DATA LISTING:
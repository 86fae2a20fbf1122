//! Scripted wizard interactions
//!
//! Every click or keypress the step screens handle has an action here, so a
//! whole session can be replayed from JSON. Stages and tasks are referenced
//! by name or id, since ids are only known once the items exist.

use crate::error::WizardError;
use crate::navigator::WizardNavigator;
use crate::shaping::{self, DependencyToggle, NewStage, NewTask};
use crate::state::{FormDataPatch, TemplateDataPatch};
use crate::step::{FieldErrors, Step};
use crate::submit::{TemplateCreator, TemplateReceipt};
use lexflow_template::{EmailTrigger, Priority, StageId, TaskId};
use serde::{Deserialize, Serialize};

/// Task input with its stage given by name or id
#[derive(Debug, Clone, PartialEq, Serialize, Deserialize)]
#[serde(rename_all = "camelCase")]
pub struct TaskInput {
    /// Display name
    pub name: String,
    /// Free-form description
    #[serde(default)]
    pub description: String,
    /// Stage name or id
    #[serde(default)]
    pub stage: Option<String>,
    /// Expected effort in hours
    pub estimated_hours: f64,
    /// Priority
    #[serde(default)]
    pub priority: Priority,
    /// Assignee role
    #[serde(default)]
    pub assignee_role: Option<String>,
    /// Due day offset
    #[serde(default)]
    pub due_days_after_start: u32,
    /// Created automatically with the case
    #[serde(default)]
    pub is_automatic: bool,
}

/// One user interaction
#[derive(Debug, Clone, PartialEq, Serialize, Deserialize)]
#[serde(tag = "action", rename_all = "snake_case", rename_all_fields = "camelCase")]
pub enum WizardAction {
    /// Edit top-level fields
    UpdateForm(FormDataPatch),
    /// Edit nested template data
    UpdateTemplate(TemplateDataPatch),
    /// Press "Siguiente"
    Next,
    /// Press "Anterior"
    Previous,
    /// Add a stage
    AddStage(NewStage),
    /// Remove a stage
    RemoveStage {
        /// Stage name or id
        stage: String,
    },
    /// Add a task
    AddTask(TaskInput),
    /// Remove a task
    RemoveTask {
        /// Task name or id
        task: String,
    },
    /// Toggle a dependency checkbox
    ToggleDependency {
        /// Task name or id
        task: String,
        /// Dependency name or id
        depends_on: String,
    },
    /// Type the total hour estimate
    SetEstimatedHours {
        /// Hours
        hours: f64,
    },
    /// Copy task hours into the billing estimate
    SyncEstimatedHours,
    /// Set a role's hourly rate
    SetHourlyRate {
        /// Role
        role: String,
        /// Rate
        rate: f64,
    },
    /// Add a typical expense
    AddExpense {
        /// Display name
        name: String,
        /// Expected amount
        amount: f64,
        /// Category
        #[serde(default)]
        category: String,
    },
    /// Add a tag
    AddTag {
        /// Tag
        tag: String,
    },
    /// Add a document requirement
    AddDocument {
        /// Display name
        name: String,
        /// Free-form description
        #[serde(default)]
        description: String,
        /// Stage name or id
        #[serde(default)]
        stage: Option<String>,
        /// Whether the case cannot close without it
        #[serde(default)]
        is_required: bool,
    },
    /// Add an email template
    AddEmailTemplate {
        /// Display name
        name: String,
        /// Subject line
        subject: String,
        /// Body text
        #[serde(default)]
        body: String,
        /// When the email is sent
        #[serde(default)]
        trigger: EmailTrigger,
    },
    /// Press the submit button on the last step
    Submit,
    /// Close and reopen the wizard
    Reset,
}

/// What an action did
#[derive(Debug, Clone, PartialEq, Serialize)]
#[serde(tag = "outcome", rename_all = "snake_case")]
pub enum ActionOutcome {
    /// The draft changed
    Updated,
    /// Navigation landed on a step
    Moved {
        /// Current step
        step: Step,
    },
    /// Navigation or submission was blocked by field errors
    Blocked {
        /// Step that failed
        step: Step,
        /// Field errors
        errors: FieldErrors,
    },
    /// A stage was added
    StageAdded {
        /// New stage
        id: StageId,
    },
    /// A task was added
    TaskAdded {
        /// New task
        id: TaskId,
    },
    /// A dependency was toggled
    DependencyToggled {
        /// Direction of the toggle
        toggle: DependencyToggle,
    },
    /// The template was handed off
    Submitted {
        /// Service acknowledgement
        receipt: TemplateReceipt,
    },
    /// The wizard was reset
    Reset,
}

/// Apply one action to a wizard
///
/// Validation failures become [`ActionOutcome::Blocked`] so a replay can
/// continue, as a user would after seeing the inline errors.
///
/// # Errors
/// Edit failures, submission misuse and creator failures.
pub async fn apply_action(
    navigator: &mut WizardNavigator,
    action: WizardAction,
    creator: &dyn TemplateCreator,
) -> Result<ActionOutcome, WizardError> {
    tracing::debug!("Applying {:?}", action);
    let outcome = match action {
        WizardAction::UpdateForm(patch) => {
            navigator.update_form_data(patch);
            ActionOutcome::Updated
        }
        WizardAction::UpdateTemplate(patch) => {
            navigator.update_template_data(patch);
            ActionOutcome::Updated
        }
        WizardAction::Next => blocked_or(navigator.next().map(|step| ActionOutcome::Moved { step }))?,
        WizardAction::Previous => ActionOutcome::Moved {
            step: navigator.previous(),
        },
        WizardAction::AddStage(stage) => ActionOutcome::StageAdded {
            id: navigator.add_stage(stage)?,
        },
        WizardAction::RemoveStage { stage } => {
            let id = shaping::resolve_stage(&navigator.draft().template_data, &stage)?;
            navigator.remove_stage(id)?;
            ActionOutcome::Updated
        }
        WizardAction::AddTask(input) => {
            let data = &navigator.draft().template_data;
            let stage_id = input
                .stage
                .as_deref()
                .map(|key| shaping::resolve_stage(data, key))
                .transpose()?;
            let task = NewTask {
                name: input.name,
                description: input.description,
                stage_id,
                estimated_hours: input.estimated_hours,
                priority: input.priority,
                assignee_role: input.assignee_role,
                due_days_after_start: input.due_days_after_start,
                is_automatic: input.is_automatic,
            };
            ActionOutcome::TaskAdded {
                id: navigator.add_task(task)?,
            }
        }
        WizardAction::RemoveTask { task } => {
            let id = shaping::resolve_task(&navigator.draft().template_data, &task)?;
            navigator.remove_task(id)?;
            ActionOutcome::Updated
        }
        WizardAction::ToggleDependency { task, depends_on } => {
            let data = &navigator.draft().template_data;
            let task = shaping::resolve_task(data, &task)?;
            let dependency = shaping::resolve_task(data, &depends_on)?;
            ActionOutcome::DependencyToggled {
                toggle: navigator.toggle_dependency(task, dependency)?,
            }
        }
        WizardAction::SetEstimatedHours { hours } => {
            navigator.edit_template_data(|data| {
                data.billing.estimated_hours_total = hours;
                Ok(())
            })?;
            ActionOutcome::Updated
        }
        WizardAction::SyncEstimatedHours => {
            navigator.edit_template_data(|data| Ok(shaping::sync_estimated_hours(data)))?;
            ActionOutcome::Updated
        }
        WizardAction::SetHourlyRate { role, rate } => {
            navigator.edit_template_data(|data| shaping::set_hourly_rate(data, &role, rate))?;
            ActionOutcome::Updated
        }
        WizardAction::AddExpense {
            name,
            amount,
            category,
        } => {
            navigator
                .edit_template_data(|data| shaping::add_expense(data, &name, amount, &category))?;
            ActionOutcome::Updated
        }
        WizardAction::AddTag { tag } => {
            navigator.edit_template_data(|data| Ok(shaping::add_tag(data, &tag)))?;
            ActionOutcome::Updated
        }
        WizardAction::AddDocument {
            name,
            description,
            stage,
            is_required,
        } => {
            navigator.edit_template_data(|data| {
                let stage_id = stage
                    .as_deref()
                    .map(|key| shaping::resolve_stage(data, key))
                    .transpose()?;
                shaping::add_document(data, &name, &description, stage_id, is_required)
            })?;
            ActionOutcome::Updated
        }
        WizardAction::AddEmailTemplate {
            name,
            subject,
            body,
            trigger,
        } => {
            navigator.edit_template_data(|data| {
                shaping::add_email_template(data, &name, &subject, &body, trigger)
            })?;
            ActionOutcome::Updated
        }
        WizardAction::Submit => blocked_or(
            navigator
                .submit(creator)
                .await
                .map(|receipt| ActionOutcome::Submitted { receipt }),
        )?,
        WizardAction::Reset => {
            navigator.reset();
            ActionOutcome::Reset
        }
    };
    Ok(outcome)
}

fn blocked_or(result: Result<ActionOutcome, WizardError>) -> Result<ActionOutcome, WizardError> {
    match result {
        Err(WizardError::Validation { step, errors }) => Ok(ActionOutcome::Blocked { step, errors }),
        other => other,
    }
}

DIRECTIONS FOR THIS TASK:
The answer must be every line of the data that contains the word "enum".

FINISHED EXERCISE:
pub enum WizardAction {
pub enum ActionOutcome {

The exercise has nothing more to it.